Essa sintonia entre efeitos, sentimentos e formas caracteriza um espaço-tempo no qual vivemos “sem o segredo de ferrugem/ das fechaduras/ nem o drama de chaves perdidas/ e dos indistintos dias desertos de escrita/ que passaram sem saber”. Mas sabe-se, no poema “Zerando” (4ª capa), do poeta “tão fixo e travado/ como no começo de tudo”, abrindo “veias” e “gavetas”. Como leitores deste autor que vem publicando a 37 anos, desejamos que suas veias e gavetas continuem abertas e que, página a página, corpo a corpo, revelem-nos a poesia contemporânea de cada dia. Essa abertura ajuda-nos a imaginar respostas e perguntas para o in-questionável questionário “do destino - quem? Qual?” (“Em tempo real”).
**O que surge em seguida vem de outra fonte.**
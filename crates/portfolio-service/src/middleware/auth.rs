//! Access middleware for private routes.
//!
//! Reads the `cf-access-jwt-assertion` header, verifies it with the
//! [`TokenVerifier`], and stores the verified claims in request extensions.

use crate::auth::{Claims, TokenVerifier};
use crate::errors::ServiceError;
use axum::{
    extract::{Request, State},
    middleware::Next,
    response::Response,
};
use std::sync::Arc;
use tracing::instrument;

/// State for the access middleware.
#[derive(Clone)]
pub struct AuthState {
    /// Verifier with its key cache.
    pub verifier: Arc<TokenVerifier>,
}

/// Reject requests without a valid Access assertion.
///
/// # Response
///
/// - 401 with plain-text `Unauthorized` if the header is missing or the
///   assertion does not verify (including when the key set is unreachable)
/// - Otherwise continues with the claims in request extensions
#[instrument(skip_all, name = "portfolio.middleware.auth")]
pub async fn require_access(
    State(state): State<Arc<AuthState>>,
    mut req: Request,
    next: Next,
) -> Result<Response, ServiceError> {
    let claims = state
        .verifier
        .authenticate(req.headers())
        .await
        .ok_or_else(|| {
            tracing::debug!(target: "portfolio.middleware.auth", path = %req.uri().path(), "Access denied");
            ServiceError::Unauthorized
        })?;

    req.extensions_mut().insert(claims);

    Ok(next.run(req).await)
}

/// Extension trait for extracting claims from request.
pub trait ClaimsExt {
    /// Get the verified claims from request extensions.
    ///
    /// Returns `None` if the access middleware was not applied to this request.
    fn claims(&self) -> Option<&Claims>;
}

impl<B> ClaimsExt for axum::extract::Request<B> {
    fn claims(&self) -> Option<&Claims> {
        self.extensions().get::<Claims>()
    }
}

#[cfg(test)]
#[allow(clippy::unwrap_used, clippy::expect_used)]
mod tests {
    use super::*;
    use crate::auth::{JwksClient, ACCESS_JWT_HEADER};
    use axum::{body::Body, http::StatusCode, middleware, routing::get, Router};
    use portfolio_test_utils::{TestKeypair, TestTokenBuilder, KEYPAIR_ALPHA};
    use std::time::Duration;
    use tower::ServiceExt;
    use wiremock::matchers::{method, path};
    use wiremock::{Mock, MockServer, ResponseTemplate};

    #[test]
    fn test_auth_state_is_clone() {
        fn assert_clone<T: Clone>() {}
        assert_clone::<AuthState>();
    }

    async fn protected_app(server: &MockServer) -> Router {
        let jwks = JwksClient::new(format!("{}/cdn-cgi/access/certs", server.uri()));
        let verifier = Arc::new(TokenVerifier::new(Arc::new(jwks), Duration::from_secs(60)));
        let state = Arc::new(AuthState { verifier });

        async fn whoami(req: Request) -> String {
            req.claims()
                .and_then(|claims| claims.email.clone())
                .unwrap_or_default()
        }

        Router::new()
            .route("/private", get(whoami))
            .route_layer(middleware::from_fn_with_state(state, require_access))
    }

    #[tokio::test]
    async fn test_valid_assertion_passes_claims_through() {
        let keypair = TestKeypair::new(KEYPAIR_ALPHA, "k1");
        let server = MockServer::start().await;
        Mock::given(method("GET"))
            .and(path("/cdn-cgi/access/certs"))
            .respond_with(ResponseTemplate::new(200).set_body_json(keypair.jwks_json()))
            .mount(&server)
            .await;

        let token = keypair.sign(&TestTokenBuilder::new().with_email("me@dcln.me").build());
        let request = axum::http::Request::builder()
            .uri("/private")
            .header(ACCESS_JWT_HEADER, token)
            .body(Body::empty())
            .unwrap();

        let response = protected_app(&server).await.oneshot(request).await.unwrap();

        assert_eq!(response.status(), StatusCode::OK);
        let body = http_body_util::BodyExt::collect(response.into_body())
            .await
            .unwrap()
            .to_bytes();
        assert_eq!(&body[..], b"me@dcln.me");
    }

    #[tokio::test]
    async fn test_missing_assertion_is_unauthorized() {
        let server = MockServer::start().await;
        let request = axum::http::Request::builder()
            .uri("/private")
            .body(Body::empty())
            .unwrap();

        let response = protected_app(&server).await.oneshot(request).await.unwrap();

        assert_eq!(response.status(), StatusCode::UNAUTHORIZED);
    }
}
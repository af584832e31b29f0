//! Language detection for README code blocks.
//!
//! GitHub renders fenced code in a handful of shapes:
//!
//! ```text
//! <pre lang="rust"><code>...</code></pre>
//! <pre><code class="language-rust">...</code></pre>
//! <div class="highlight highlight-source-rust"><pre>...</pre></div>
//! <pre><code class="highlight highlight-source-python notranslate">...</code></pre>
//! ```
//!
//! Only the attributes of the `<pre>` and its `<code>` child are consulted.

/// Identifier used when no usable language hint exists.
pub const PLAINTEXT: &str = "plaintext";

/// Class prefixes that carry a language hint, in precedence order.
const CLASS_PREFIXES: [&str; 3] = ["language-", "highlight-source-", "highlight-"];

/// Pick the language for a code block.
///
/// `<pre lang>` wins over any class hint. Otherwise the first class on
/// `<code>` with a known prefix and a non-empty remainder is used.
pub fn detect_language(pre_lang: Option<&str>, code_class: Option<&str>) -> String {
    if let Some(lang) = pre_lang.filter(|lang| !lang.trim().is_empty()) {
        return normalize_language(lang);
    }

    code_class
        .into_iter()
        .flat_map(str::split_whitespace)
        .find_map(class_language)
        .map(normalize_language)
        .unwrap_or_else(|| PLAINTEXT.to_string())
}

fn class_language(class: &str) -> Option<&str> {
    CLASS_PREFIXES
        .iter()
        .filter_map(|prefix| class.strip_prefix(prefix))
        .find(|rest| !rest.is_empty())
}

/// Lowercase, drop a `source-` prefix, and fold common aliases.
///
/// An id that normalizes to nothing is treated as plaintext.
pub fn normalize_language(lang: &str) -> String {
    let lower = lang.trim().to_lowercase();
    let id = lower.strip_prefix("source-").unwrap_or(&lower);

    match id {
        "" => PLAINTEXT.to_string(),
        "sh" | "zsh" | "shell" => "bash".to_string(),
        "yml" => "yaml".to_string(),
        other => other.to_string(),
    }
}
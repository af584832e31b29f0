//! Middleware for the portfolio service.
//!
//! # Components
//!
//! - `auth` - Access assertion check for private routes
//! - `http_metrics` - HTTP request metrics for every response

pub mod auth;
pub mod http_metrics;

pub use auth::{require_access, AuthState, ClaimsExt};
pub use http_metrics::http_metrics_middleware;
Reciclando o recorte vocabular da poesia como faz, por exemplo, Augusto dos Anjos no seu belo livro Eu (1902) ao utilizar-se de vocábulos da esfera biomédica, Armando introduz no cenário estético e cultural deste final do século o seu Duplo cego (1997). Transportado do contexto da medicina para o universo artístico, Duplo Cego deixa de ser o teste médico no qual nem o pesquisador sabe quem está recebendo o produto ou o placebo, nem o paciente sabe quem está administrando. Essa relação médico-produto-paciente sugere, de certa forma, a relação autor-obra-leitor e, ao transformar-se em título deste volume, o teste aciona uma das mais caras atribuições do bom poeta em todas as épocas: a necessidade de reciclar o idioma, de dar novo entusiasmo à linguagem. No belo teste de formas e linguagens propostas por Armando, o leitor percebe que em terra de cego quem lê o duplo vê.